**Activity**
Work out the count of lines in the material where the string "added" shows up, and reply with it alone.

**Extracted information**
Segment Open

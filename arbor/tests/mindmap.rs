// Copyright 2025 the Arbor Authors
// SPDX-License-Identifier: Apache-2.0 OR MIT

//! End-to-end behavior of the `MindMap` orchestrator.

use std::cell::Cell;
use std::rc::Rc;

use arbor::{Error, ExportRequest, HISTORY_LIMIT, MindMap, MindMapConfig, NodeUpdate};
use arbor_events::{EventKind, Modifiers, PointerButton};
use arbor_imaging::RecordingSurface;
use arbor_tree::{Node, NodeId, Theme, indicator_center};
use kurbo::Point;
use peniko::Color;

fn id(s: &str) -> NodeId {
    NodeId::new(s)
}

fn sample() -> Node {
    Node::new("root", "Project")
        .with_child(
            Node::new("a", "Research")
                .with_child(Node::new("a1", "Papers"))
                .with_child(Node::new("a2", "Interviews")),
        )
        .with_child(Node::new("b", "Design"))
}

fn map() -> MindMap {
    let mut map = MindMap::new(MindMapConfig::default()).unwrap();
    map.set_data(sample());
    map
}

fn screen_of(map: &MindMap, node: &str) -> Point {
    let p = map.node(&id(node)).unwrap().position().unwrap();
    map.view().world_to_screen(p)
}

fn click(map: &mut MindMap, at: Point, modifiers: Modifiers) {
    map.pointer_down(at, PointerButton::Primary, modifiers);
    map.pointer_up(at, PointerButton::Primary);
}

#[test]
fn construction_rejects_unusable_viewports() {
    for (w, h) in [(0.0, 600.0), (800.0, f64::NAN)] {
        assert!(matches!(
            MindMap::new(MindMapConfig::new(w, h)),
            Err(Error::Configuration(_))
        ));
    }
    let config = MindMapConfig {
        theme: "missing".into(),
        ..MindMapConfig::default()
    };
    assert!(matches!(MindMap::new(config), Err(Error::Parse(_))));
}

#[test]
fn set_data_lays_out_and_centers_on_the_root() {
    let map = map();
    map.data().unwrap().walk_visible(&mut |node, _| {
        assert!(node.bounds().is_some(), "{} not placed", node.id);
    });
    let root = screen_of(&map, "root");
    assert!((root - Point::new(400.0, 300.0)).hypot() < 1e-9);
    assert!(map.transform().scale <= 1.0);
}

#[test]
fn reloaded_selection_flags_drive_the_selection() {
    let mut map = map();
    let at = screen_of(&map, "b");
    map.pointer_move(at);
    let json = map.export_as("json").unwrap();

    let mut data: Node = serde_json::from_slice(&json).unwrap();
    data.children[0].selected = true;
    map.set_data(data);
    assert_eq!(map.selected(), [id("a")]);
    assert!(!map.node(&id("b")).unwrap().hovered);

    map.key_down("Delete", Modifiers::empty());
    assert!(map.node(&id("a")).is_none());
}

#[test]
fn fit_view_shrinks_tall_content() {
    let mut map = MindMap::new(MindMapConfig::new(400.0, 300.0)).unwrap();
    let children = (0..30).map(|i| Node::new(format!("c{i}"), format!("Child {i}")));
    map.set_data(Node::new("root", "Root").with_children(children));
    assert!(map.transform().scale < 1.0);

    map.reset_view();
    assert_eq!(map.transform().scale, 1.0);
    map.fit_view();
    assert!(map.transform().scale < 1.0);
}

#[test]
fn zoom_is_clamped_to_the_limits() {
    let mut map = map();
    map.zoom(100.0);
    assert_eq!(map.transform().scale, 5.0);
    map.zoom(1e-6);
    assert_eq!(map.transform().scale, 0.1);
}

#[test]
fn add_remove_undo_redo() {
    let mut map = map();
    let added = map.add_node(&id("b"), Node::new("b1", "Sketches")).unwrap();
    assert_eq!(added, id("b1"));
    assert!(map.node(&added).unwrap().position().is_some());
    assert!(map.remove_node(&id("a")));
    assert!(map.node(&id("a1")).is_none());

    assert!(map.undo());
    assert_eq!(map.node(&id("a")).unwrap().children.len(), 2);
    assert_eq!(map.data().unwrap().children[0].id, id("a"));
    assert!(map.undo());
    assert!(map.node(&added).is_none());
    assert!(!map.undo());

    assert!(map.redo());
    assert!(map.node(&added).is_some());
    assert!(map.redo());
    assert!(map.node(&id("a")).is_none());
    assert!(!map.redo());
}

#[test]
fn lookups_of_missing_ids_fail_softly() {
    let mut map = map();
    assert!(!map.remove_node(&id("root")));
    assert!(!map.remove_node(&id("nope")));
    assert!(map.add_node(&id("nope"), Node::new("x", "X")).is_none());
    assert!(!map.update_node(&id("nope"), NodeUpdate::new().label("X")));
    assert!(!map.toggle_collapse(&id("b")));
    assert!(!map.can_undo());
}

#[test]
fn add_node_guards_ids() {
    let mut map = map();
    assert!(map.add_node(&id("root"), Node::new("a1", "Dup")).is_none());
    let fresh = map.add_node(&id("root"), Node::new("", "Fresh")).unwrap();
    assert_eq!(fresh, id("node-1"));
    let next = map.add_node(&id("root"), Node::new("", "Fresh")).unwrap();
    assert_eq!(next, id("node-2"));
}

#[test]
fn update_relayouts_and_undoes() {
    let mut map = map();
    let before = map.node(&id("b")).unwrap().width.unwrap();
    let long = "A much longer label that needs far more room";
    assert!(map.update_node(&id("b"), NodeUpdate::new().label(long)));
    assert!(map.node(&id("b")).unwrap().width.unwrap() > before);

    assert!(map.undo());
    let node = map.node(&id("b")).unwrap();
    assert_eq!(node.label, "Design");
    assert_eq!(node.width, Some(before));
}

#[test]
fn history_is_bounded() {
    let mut map = map();
    for i in 0..HISTORY_LIMIT + 10 {
        map.update_node(&id("b"), NodeUpdate::new().label(format!("v{i}")));
    }
    let mut undone = 0;
    while map.undo() {
        undone += 1;
    }
    assert_eq!(undone, HISTORY_LIMIT);
}

#[test]
fn pressing_an_indicator_toggles_collapse() {
    let mut map = map();
    let bounds = map.node(&id("a")).unwrap().bounds().unwrap();
    let at = map.view().world_to_screen(indicator_center(bounds));

    let events = map.pointer_down(at, PointerButton::Primary, Modifiers::empty());
    assert!(events.iter().any(|e| e.kind == EventKind::NodeCollapse));
    assert!(map.node(&id("a")).unwrap().collapsed);
    let hidden = screen_of(&map, "a1");
    assert_ne!(map.hit_test(hidden), Some(id("a1")));
    map.pointer_up(at, PointerButton::Primary);

    let events = map.pointer_down(at, PointerButton::Primary, Modifiers::empty());
    assert!(events.iter().any(|e| e.kind == EventKind::NodeExpand));
    assert!(!map.node(&id("a")).unwrap().collapsed);
}

#[test]
fn delete_shortcut_removes_selection_and_undo_restores() {
    let mut map = map();
    let changes = Rc::new(Cell::new(0));
    let seen = Rc::clone(&changes);
    map.on(EventKind::SelectionChange, move |_| seen.set(seen.get() + 1));

    let at = screen_of(&map, "b");
    click(&mut map, at, Modifiers::empty());
    assert_eq!(map.selected(), [id("b")]);
    assert_eq!(changes.get(), 1);

    let events = map.key_down("Delete", Modifiers::empty());
    assert!(events.iter().any(|e| e.kind == EventKind::Shortcut));
    assert!(map.node(&id("b")).is_none());
    assert!(map.selected().is_empty());
    assert_eq!(changes.get(), 2);

    map.key_down("z", Modifiers::CTRL);
    assert!(map.node(&id("b")).is_some());
    map.key_down("Z", Modifiers::CTRL | Modifiers::SHIFT);
    assert!(map.node(&id("b")).is_none());
}

#[test]
fn root_survives_delete_shortcut() {
    let mut map = map();
    let at = screen_of(&map, "root");
    click(&mut map, at, Modifiers::empty());
    let at = screen_of(&map, "b");
    click(&mut map, at, Modifiers::CTRL);
    assert_eq!(map.selected().len(), 2);
    map.key_down("Backspace", Modifiers::empty());
    assert!(map.data().is_some());
    assert!(map.node(&id("b")).is_none());
    assert_eq!(map.selected(), [id("root")]);
}

#[test]
fn select_all_shortcut_selects_visible_nodes() {
    let mut map = map();
    map.toggle_collapse(&id("a"));
    map.key_down("a", Modifiers::META);
    assert_eq!(map.selected().len(), 3);
    assert!(map.node(&id("b")).unwrap().selected);
    assert!(!map.node(&id("a1")).unwrap().selected);
}

#[test]
fn frames_draw_only_when_dirty() {
    let mut map = map();
    let mut surface = RecordingSurface::default();
    assert!(map.frame(0.0, &mut surface));
    assert!(!surface.commands().is_empty());
    assert!(!map.frame(16.0, &mut surface));

    map.zoom(1.1);
    assert!(map.is_dirty());
    assert!(map.frame(32.0, &mut surface));
    assert!(!map.frame(48.0, &mut surface));
}

#[test]
fn enter_animation_keeps_frames_coming_until_done() {
    let mut map = map();
    let mut surface = RecordingSurface::default();
    map.frame(0.0, &mut surface);

    map.add_node(&id("b"), Node::new("b1", "New")).unwrap();
    assert_eq!(map.node(&id("b1")).unwrap().opacity, 0.0);
    assert!(map.animation().ticker().is_active());

    assert!(map.frame(100.0, &mut surface));
    assert!(map.frame(250.0, &mut surface));
    let midway = map.node(&id("b1")).unwrap().opacity;
    assert!(midway > 0.0 && midway < 1.0);
    assert!(map.frame(400.0, &mut surface));
    assert_eq!(map.node(&id("b1")).unwrap().opacity, 1.0);
    assert!(!map.animation().ticker().is_active());
    assert!(!map.frame(500.0, &mut surface));
}

#[test]
fn removing_an_animating_node_abandons_its_animation() {
    let mut map = map();
    map.add_node(&id("b"), Node::new("b1", "New")).unwrap();
    assert!(map.animation().is_animating());
    assert!(map.remove_node(&id("b")));
    assert!(!map.animation().is_animating());
}

#[test]
fn export_formats() {
    let mut map = map();
    let md = String::from_utf8(map.export_as("md").unwrap()).unwrap();
    assert_eq!(
        md,
        "- Project\n  - Research\n    - Papers\n    - Interviews\n  - Design\n"
    );

    let json = map.export_as("json").unwrap();
    let back: Node = serde_json::from_slice(&json).unwrap();
    assert_eq!(back.count(), 5);
    assert_eq!(back.children[0].children[1].label, "Interviews");
    assert!(back.x.is_some());

    let png = map
        .export(ExportRequest::parse("png").unwrap().with_pixel_ratio(1.0))
        .unwrap();
    assert_eq!(&png[..8], b"\x89PNG\r\n\x1a\n");

    assert!(matches!(map.export_as("svg"), Err(Error::UnsupportedFormat(f)) if f == "svg"));
    let bad_ratio = ExportRequest::parse("png").unwrap().with_pixel_ratio(0.0);
    assert!(matches!(map.export(bad_ratio), Err(Error::Configuration(_))));

    let lossy = ExportRequest::parse("md").unwrap().with_quality(0.5);
    assert_eq!(map.export(lossy).unwrap(), md.as_bytes());
    let bad_quality = ExportRequest::parse("json").unwrap().with_quality(f64::NAN);
    assert!(matches!(map.export(bad_quality), Err(Error::Configuration(_))));
}

#[test]
fn exporting_nothing_fails() {
    let mut map = MindMap::new(MindMapConfig::default()).unwrap();
    assert!(matches!(map.export_as("json"), Err(Error::Empty)));
}

#[test]
fn themes_switch_and_register() {
    let mut map = map();
    assert!(!map.set_theme("dark"));
    assert_eq!(map.theme_id(), "default");

    let mut dark = Theme {
        name: "Dark".into(),
        ..Theme::default()
    };
    dark.global.background_color = Some(Color::BLACK);
    map.register_theme("dark", dark);
    assert!(map.set_theme("dark"));
    assert_eq!(map.theme().name, "Dark");
    assert!(map.is_dirty());

    assert!(matches!(
        map.register_theme_json("broken", "{ name: }"),
        Err(Error::Parse(_))
    ));
}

Segment Closed

**Solved exercise**
5